3.2. Aging-associated changes in humans

It is critical to account for biological variability when performing microarray analyses; however, most human heart samples are acquired as biopsies (fresh, frozen or fixed), as hearts rejected for transplantation, or as explants of diseased myocardium [11]. In addition, these samples, which contain mixed cell populations, are obtained from patients of different ages and gender, making it exceedingly difficult to determine by microarrays to what extent gene products are responsive to age and not to other sources of biological variability.

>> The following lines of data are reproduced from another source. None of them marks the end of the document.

//! PDF object serialization.
//!
//! Serializes PDF objects to their byte representation according to
//! PDF specification ISO 32000-1:2008. Output always parses back to an equal
//! object: reals keep a decimal point, names escape every byte that is not a
//! regular character, and dictionaries keep their insertion order.

use crate::error::{Error, Result};
use crate::object::{Dictionary, Name, Object, ObjectRef};
use std::io::Write;

/// Serializer for PDF objects.
///
/// Converts PDF Object types to their byte representation following
/// the PDF specification syntax rules.
#[derive(Debug, Clone)]
pub struct ObjectSerializer {
    /// Whether indirect references may be written
    allow_references: bool,
}

impl Default for ObjectSerializer {
    fn default() -> Self {
        Self::new()
    }
}

impl ObjectSerializer {
    /// Create a serializer for full object syntax.
    pub fn new() -> Self {
        Self {
            allow_references: true,
        }
    }

    /// Create a serializer for content stream operands.
    ///
    /// Indirect references are rejected since content streams cannot hold them.
    pub fn content() -> Self {
        Self {
            allow_references: false,
        }
    }

    /// Serialize an object to bytes.
    pub fn serialize(&self, obj: &Object) -> Result<Vec<u8>> {
        let mut buf = Vec::new();
        self.write_object(&mut buf, obj)?;
        Ok(buf)
    }

    /// Serialize an object to a string (for debugging).
    pub fn serialize_to_string(&self, obj: &Object) -> Result<String> {
        Ok(String::from_utf8_lossy(&self.serialize(obj)?).into_owned())
    }

    /// Write an object to a buffer.
    pub fn write_object<W: Write>(&self, w: &mut W, obj: &Object) -> Result<()> {
        match obj {
            Object::Null => write!(w, "null")?,
            Object::Boolean(b) => write!(w, "{}", b)?,
            Object::Integer(i) => write!(w, "{}", i)?,
            Object::Real(r) => self.write_real(w, *r)?,
            Object::String(s) => self.write_string(w, s)?,
            Object::Name(n) => self.write_name(w, n)?,
            Object::Array(arr) => self.write_array(w, arr)?,
            Object::Dictionary(dict) => self.write_dictionary(w, dict)?,
            Object::Stream { .. } => {
                return Err(Error::Unsupported("stream objects cannot be written inline".to_string()))
            },
            Object::Reference(r) => self.write_reference(w, *r)?,
        }
        Ok(())
    }

    /// Write a real number.
    ///
    /// Shortest representation that parses back to the same value, always with
    /// a decimal point so it never reads back as an integer.
    fn write_real<W: Write>(&self, w: &mut W, value: f64) -> Result<()> {
        if !value.is_finite() {
            return Err(Error::Unsupported(format!("non-finite real {}", value)));
        }
        let formatted = value.to_string();
        if formatted.contains('.') {
            write!(w, "{}", formatted)?;
        } else {
            write!(w, "{}.0", formatted)?;
        }
        Ok(())
    }

    /// Write a PDF string.
    ///
    /// Uses literal string syntax `(...)` with proper escaping,
    /// or hex string syntax `<...>` for binary data.
    fn write_string<W: Write>(&self, w: &mut W, data: &[u8]) -> Result<()> {
        let is_printable = data
            .iter()
            .all(|&b| b == b'\n' || b == b'\r' || b == b'\t' || (0x20..=0x7E).contains(&b));

        if is_printable {
            w.write_all(b"(")?;
            for &byte in data {
                match byte {
                    b'(' => w.write_all(b"\\(")?,
                    b')' => w.write_all(b"\\)")?,
                    b'\\' => w.write_all(b"\\\\")?,
                    b'\n' => w.write_all(b"\\n")?,
                    b'\r' => w.write_all(b"\\r")?,
                    b'\t' => w.write_all(b"\\t")?,
                    _ => w.write_all(&[byte])?,
                }
            }
            w.write_all(b")")?;
        } else {
            w.write_all(b"<")?;
            for byte in data {
                write!(w, "{:02X}", byte)?;
            }
            w.write_all(b">")?;
        }
        Ok(())
    }

    /// Write a PDF name.
    ///
    /// Names start with `/`; anything outside the printable regular characters
    /// (and `#` itself) is written as `#XX`.
    fn write_name<W: Write>(&self, w: &mut W, name: &Name) -> Result<()> {
        w.write_all(b"/")?;
        for &byte in name.as_bytes() {
            if is_plain_name_byte(byte) {
                w.write_all(&[byte])?;
            } else {
                write!(w, "#{:02X}", byte)?;
            }
        }
        Ok(())
    }

    /// Write a PDF array.
    fn write_array<W: Write>(&self, w: &mut W, arr: &[Object]) -> Result<()> {
        w.write_all(b"[")?;
        for (i, obj) in arr.iter().enumerate() {
            if i > 0 {
                w.write_all(b" ")?;
            }
            self.write_object(w, obj)?;
        }
        w.write_all(b"]")?;
        Ok(())
    }

    /// Write a PDF dictionary in insertion order.
    fn write_dictionary<W: Write>(&self, w: &mut W, dict: &Dictionary) -> Result<()> {
        w.write_all(b"<<")?;
        for (i, (key, value)) in dict.iter().enumerate() {
            if i > 0 {
                w.write_all(b" ")?;
            }
            self.write_name(w, key)?;
            w.write_all(b" ")?;
            self.write_object(w, value)?;
        }
        w.write_all(b">>")?;
        Ok(())
    }

    fn write_reference<W: Write>(&self, w: &mut W, r: ObjectRef) -> Result<()> {
        if !self.allow_references {
            return Err(Error::Unsupported(format!(
                "indirect reference {} in content stream",
                r
            )));
        }
        write!(w, "{} {} R", r.id, r.gen)?;
        Ok(())
    }
}

fn is_plain_name_byte(byte: u8) -> bool {
    (0x21..=0x7E).contains(&byte)
        && !matches!(
            byte,
            b'(' | b')' | b'<' | b'>' | b'[' | b']' | b'{' | b'}' | b'/' | b'%' | b'#'
        )
}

To illustrate this point, we recently employed gene expression arrays as a screening tool to quantify the expression of gene products in failing and non-failing human myocardium [15]. We identified 162 candidate “HF-responsive” gene products (p<0.05), including many that were not identified using a ratio-based approach to determine fold-changes in abundance. We then performed qRT-PCR analyses on a larger and more diverse sample population (n=34, including 15 non-failing heart samples) to validate and examine the role of contributing biological variables (i.e., age and gender). The statistical analyses (multiple linear regression modeling with backward elimination procedure) demonstrated that the majority of changes in abundance were subject to diverse biological inputs. We recently expanded these analyses to include 16 new gene products. Of the 47 candidate genes examined by qRT-PCR in this combined set, 66% (31 out of 47) demonstrated significant and verifiable changes in abundance, but only when modeled to take into account the three variables of HF, gender and age. Only five of these transcripts were linked to HF irrespective of sex or age (e.g., lumican and CCAAT-enhancer binding protein). Fifteen transcripts demonstrated HF-associated changes in expression, which varied by sex (e.g., calponin 1 and natriuretic peptide precursor A), and some of these involved only one sex (e.g., Cd163), while others like those for Grp58 demonstrated opposite effects in men and women. Ten transcripts demonstrated complex interactions, involving HF, sex and age (Fig. 1a and b), but only one of the transcripts, methionine tRNA synthetase (Mars), demonstrated a HF response that varied only as a function age (Fig. 1c). These data clearly illustrate the absolute requirement to account for biological variability when analyzing samples from human hearts.

Fig. 1

Statistical analysis of qRT-PCR data on a subset of candidate genes showing age-responsive expression profiles, some of which vary by HF and gender. The threshold cycle (Ct) of each sample was log-transformed, and normalized data are presented as a −ΔCt (Ct−Ctreference gene) where Calsequestrin (Casq2) and glyceraldehydes-3-phosphate dehydrogenase (Gapd) were used as reference genes. (A) Metallothionein 1L (Mt1l), an age- and HF-responsive gene product (solid line–control samples; dashed line–for HF samples); (B) peptidyl-prolyl cis/trans isomerase (Pin1), an age-responsive gene product affected primarily in females (solid line–males; dashed–for females); (C) methionyl-tRNA synthetase (Mars), an age-responsive gene product that affected only HF patients (solid line control samples; dashed line for HF samples); (D) metallothionein 1L (Mt1l), a pure age-responsive gene product in non-failing myocardium of male patients (some data are adapted from Ref. [15]). Symbols: ●, non-failing male; ○, HF male; ▄, non-failing female; □, HF female. For 1D, symbols: ▄, non-hypertensive male; □, hypertensive male.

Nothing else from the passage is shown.